Morgen is het 1 maart. In mijn hoofd en hart is het dan lente. Maar ergens hebben ze iets anders bedacht. Deze laatste week van februari. Is het ineens gaan winteren. En ik ben er niet van. Winteren.
Nu heb ik een hond die helemaal voorbereid is op dit weer. Dubbele vacht, een immer beschikbaar bontjasje waardoor zij nergens voor terugdeinst. In dit weer wil zij juist uit. Lekker lang en lekker overal stilstaan om te snuffelen aan bevroren lekkers.
Ik kleed me dik aan. Alles behalve een muts want dan maar doodvriezen is het motto.
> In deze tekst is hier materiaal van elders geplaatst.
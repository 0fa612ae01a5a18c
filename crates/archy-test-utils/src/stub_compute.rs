// SPDX-FileCopyrightText: 2026 Archy Contributors
// SPDX-License-Identifier: MIT OR Apache-2.0

//! Stub compute backend for deterministic testing.
//!
//! `StubCompute` answers every task with the in-process implementation,
//! records each embed request, and can be scripted to fail.

use std::collections::VecDeque;
use std::sync::Arc;
use std::sync::atomic::{AtomicBool, AtomicUsize, Ordering};

use async_trait::async_trait;
use tokio::sync::Mutex;

use archy_core::types::{FragmentValidation, RankedIndex};
use archy_core::{AdapterType, ArchyError, ComputeBackend, HealthStatus, PluginAdapter};
use archy_embed::LocalCompute;

/// A compute backend that counts calls and fails on demand.
///
/// Scripted failures are consumed FIFO by the next calls of any task. With
/// `set_unavailable(true)` every call fails until it is switched back.
pub struct StubCompute {
    inner: LocalCompute,
    embed_requests: Arc<Mutex<Vec<Vec<String>>>>,
    scripted_failures: Arc<Mutex<VecDeque<String>>>,
    unavailable: AtomicBool,
    calls: AtomicUsize,
}

impl StubCompute {
    pub fn new() -> Self {
        Self {
            inner: LocalCompute::new(),
            embed_requests: Arc::new(Mutex::new(Vec::new())),
            scripted_failures: Arc::new(Mutex::new(VecDeque::new())),
            unavailable: AtomicBool::new(false),
            calls: AtomicUsize::new(0),
        }
    }

    /// A backend that fails every call.
    pub fn unavailable() -> Self {
        let stub = Self::new();
        stub.set_unavailable(true);
        stub
    }

    pub fn set_unavailable(&self, unavailable: bool) {
        self.unavailable.store(unavailable, Ordering::SeqCst);
    }

    /// Make the next call fail with `message`.
    pub async fn fail_next(&self, message: impl Into<String>) {
        self.scripted_failures.lock().await.push_back(message.into());
    }

    /// Every batch of texts passed to `embed`, in call order.
    pub async fn embed_requests(&self) -> Vec<Vec<String>> {
        self.embed_requests.lock().await.clone()
    }

    /// Total texts requested across all `embed` calls.
    pub async fn embedded_text_count(&self) -> usize {
        self.embed_requests.lock().await.iter().map(Vec::len).sum()
    }

    /// Calls of any task, including failed ones.
    pub fn call_count(&self) -> usize {
        self.calls.load(Ordering::SeqCst)
    }

    async fn check(&self) -> Result<(), ArchyError> {
        self.calls.fetch_add(1, Ordering::SeqCst);
        if let Some(message) = self.scripted_failures.lock().await.pop_front() {
            return Err(ArchyError::worker(message));
        }
        if self.unavailable.load(Ordering::SeqCst) {
            return Err(ArchyError::worker("stub compute unavailable"));
        }
        Ok(())
    }
}

impl Default for StubCompute {
    fn default() -> Self {
        Self::new()
    }
}

#[async_trait]
impl PluginAdapter for StubCompute {
    fn name(&self) -> &str {
        "stub-compute"
    }

    fn adapter_type(&self) -> AdapterType {
        AdapterType::Compute
    }

    async fn health_check(&self) -> Result<HealthStatus, ArchyError> {
        if self.unavailable.load(Ordering::SeqCst) {
            Ok(HealthStatus::Unhealthy("stub compute unavailable".into()))
        } else {
            Ok(HealthStatus::Healthy)
        }
    }
}

#[async_trait]
impl ComputeBackend for StubCompute {
    async fn embed(&self, texts: &[String], dim: usize) -> Result<Vec<Vec<f32>>, ArchyError> {
        self.embed_requests.lock().await.push(texts.to_vec());
        self.check().await?;
        self.inner.embed(texts, dim).await
    }

    async fn rank(
        &self,
        query: &[f32],
        candidates: &[Vec<f32>],
        top_k: usize,
    ) -> Result<Vec<RankedIndex>, ArchyError> {
        self.check().await?;
        self.inner.rank(query, candidates, top_k).await
    }

    async fn validate(&self, text: &str) -> Result<FragmentValidation, ArchyError> {
        self.check().await?;
        self.inner.validate(text).await
    }
}

#[cfg(test)]
mod tests {
    use super::*;

    #[tokio::test]
    async fn records_embed_requests() {
        let stub = StubCompute::new();
        stub.embed(&["a".into(), "b".into()], 4).await.unwrap();
        stub.embed(&["c".into()], 4).await.unwrap();

        assert_eq!(stub.embed_requests().await.len(), 2);
        assert_eq!(stub.embedded_text_count().await, 3);
        assert_eq!(stub.call_count(), 2);
    }

    #[tokio::test]
    async fn scripted_failure_applies_once() {
        let stub = StubCompute::new();
        stub.fail_next("boom").await;

        assert!(stub.validate("some fragment text").await.is_err());
        assert!(stub.validate("some fragment text").await.is_ok());
    }

    #[tokio::test]
    async fn unavailable_stub_fails_every_call() {
        let stub = StubCompute::unavailable();
        assert!(stub.embed(&["a".into()], 4).await.is_err());
        assert!(stub.rank(&[1.0], &[vec![1.0]], 1).await.is_err());
        assert!(matches!(
            stub.health_check().await.unwrap(),
            HealthStatus::Unhealthy(_)
        ));

        stub.set_unavailable(false);
        assert!(stub.embed(&["a".into()], 4).await.is_ok());
    }
}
En buiten spreek ik mezelf moed in. ‘Kom op meid, kijk om je heen, zie en voel het zonnetje op je huid. Koud? Wat is nou koud?’. En we lopen verder, Ami en ik. Om de dertig seconden moet ik alles in mijn hoofd aan gedachten de laan uitsturen want ze gaan nergens over dan ‘koud’ en ‘bah’. ‘Niets bah, gezond, zet je voeten stevig neer en wandel in dit heerlijke land van je’.
Hondenuitlaat
Zojuist kwam G. binnen van de hondenuitlaat. Vandaag niet echt nodig maar al besproken. We praten wat. Hij laat (bijna) al zijn lagen onderkleding zien en ik wens hem sterkte en zwaai ze uit. G. en A. GA inderdaad. Ga maar lekker naar buiten.
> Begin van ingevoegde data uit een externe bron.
// SPDX-FileCopyrightText: 2026 Archy Contributors
// SPDX-License-Identifier: MIT OR Apache-2.0

//! Post-deserialization validation for configuration values.
//!
//! Validates semantic constraints that cannot be expressed via serde attributes,
//! such as non-empty paths, bounded scores and positive sizes.

use crate::diagnostic::ConfigError;
use crate::model::ArchyConfig;

const LOG_LEVELS: &[&str] = &["trace", "debug", "info", "warn", "error"];

/// Validate a deserialized configuration for semantic correctness.
///
/// Returns `Ok(())` if all validations pass, or `Err(Vec<ConfigError>)` with
/// all collected validation errors (does not fail fast).
pub fn validate_config(config: &ArchyConfig) -> Result<(), Vec<ConfigError>> {
    let mut errors = Vec::new();

    let level = config.agent.log_level.trim().to_ascii_lowercase();
    if !LOG_LEVELS.contains(&level.as_str()) {
        errors.push(ConfigError::Validation {
            message: format!(
                "agent.log_level `{}` must be one of {}",
                config.agent.log_level,
                LOG_LEVELS.join(", ")
            ),
        });
    }

    for (key, value) in [
        ("storage.database_path", &config.storage.database_path),
        ("scoring.bias_path", &config.scoring.bias_path),
        ("embedding.cache_path", &config.embedding.cache_path),
    ] {
        if value.trim().is_empty() {
            errors.push(ConfigError::Validation {
                message: format!("{key} must not be empty"),
            });
        }
    }

    let floor = config.memory.auto_promote_score;
    if !(0.0..=1.0).contains(&floor) {
        errors.push(ConfigError::Validation {
            message: format!("memory.auto_promote_score must be within [0, 1], got {floor}"),
        });
    }

    if config.memory.batch_limit == 0 {
        errors.push(ConfigError::Validation {
            message: "memory.batch_limit must be at least 1".to_string(),
        });
    }

    if config.embedding.dimension == 0 {
        errors.push(ConfigError::Validation {
            message: "embedding.dimension must be at least 1".to_string(),
        });
    }

    if config.embedding.top_k == 0 {
        errors.push(ConfigError::Validation {
            message: "embedding.top_k must be at least 1".to_string(),
        });
    }

    if config.embedding.worker_timeout_secs == 0 {
        errors.push(ConfigError::Validation {
            message: "embedding.worker_timeout_secs must be at least 1".to_string(),
        });
    }

    if matches!(&config.embedding.worker_path, Some(path) if path.trim().is_empty()) {
        errors.push(ConfigError::Validation {
            message: "embedding.worker_path must not be empty when set".to_string(),
        });
    }

    if errors.is_empty() {
        Ok(())
    } else {
        Err(errors)
    }
}

#[cfg(test)]
mod tests {
    use super::*;

    fn has_message(errors: &[ConfigError], needle: &str) -> bool {
        errors
            .iter()
            .any(|e| matches!(e, ConfigError::Validation { message } if message.contains(needle)))
    }

    #[test]
    fn default_config_validates() {
        let config = ArchyConfig::default();
        assert!(validate_config(&config).is_ok());
    }

    #[test]
    fn empty_database_path_fails_validation() {
        let mut config = ArchyConfig::default();
        config.storage.database_path = "".to_string();
        let errors = validate_config(&config).unwrap_err();
        assert!(has_message(&errors, "database_path"));
    }

    #[test]
    fn out_of_range_auto_promote_score_fails() {
        let mut config = ArchyConfig::default();
        config.memory.auto_promote_score = 1.5;
        let errors = validate_config(&config).unwrap_err();
        assert!(has_message(&errors, "auto_promote_score"));
    }

    #[test]
    fn zero_sizes_are_all_reported() {
        let mut config = ArchyConfig::default();
        config.embedding.dimension = 0;
        config.embedding.top_k = 0;
        config.embedding.worker_timeout_secs = 0;
        let errors = validate_config(&config).unwrap_err();
        assert_eq!(errors.len(), 3);
    }

    #[test]
    fn blank_worker_path_fails() {
        let mut config = ArchyConfig::default();
        config.embedding.worker_path = Some("  ".to_string());
        let errors = validate_config(&config).unwrap_err();
        assert!(has_message(&errors, "worker_path"));
    }

    #[test]
    fn unknown_log_level_fails() {
        let mut config = ArchyConfig::default();
        config.agent.log_level = "loud".to_string();
        let errors = validate_config(&config).unwrap_err();
        assert!(has_message(&errors, "log_level"));
    }
}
Ik ben een januari-meisje en eigenlijk denk ik dan dat je dan juist tegen de winter moet kunnen. Niets is toeval toch? Je kiest je ouders, het land, het klimaat. Maar bij mij is er een foutje gemaakt. Gezin klopte en het land in de zomer ook maar verder?
Bloempjes
En ik zie bloempjes bevroren het kopje laten hangen. Zij waren ook te vroeg met juichen en moeten dat bekopen. Ik heb tenminste nog een warm huis. En als ik nu mijn hoofd naar rechts draai zie ik een wit ‘buiten’. Het zonnetje schijnt. Er dwarrelen wat verloren sneeuwvlokjes die niet weten waar neer te dalen. Een prachtig gezicht, ik kan niet anders zeggen.
Ik houd er van om naar de winter te kijken. Maar laat mij er verder buiten.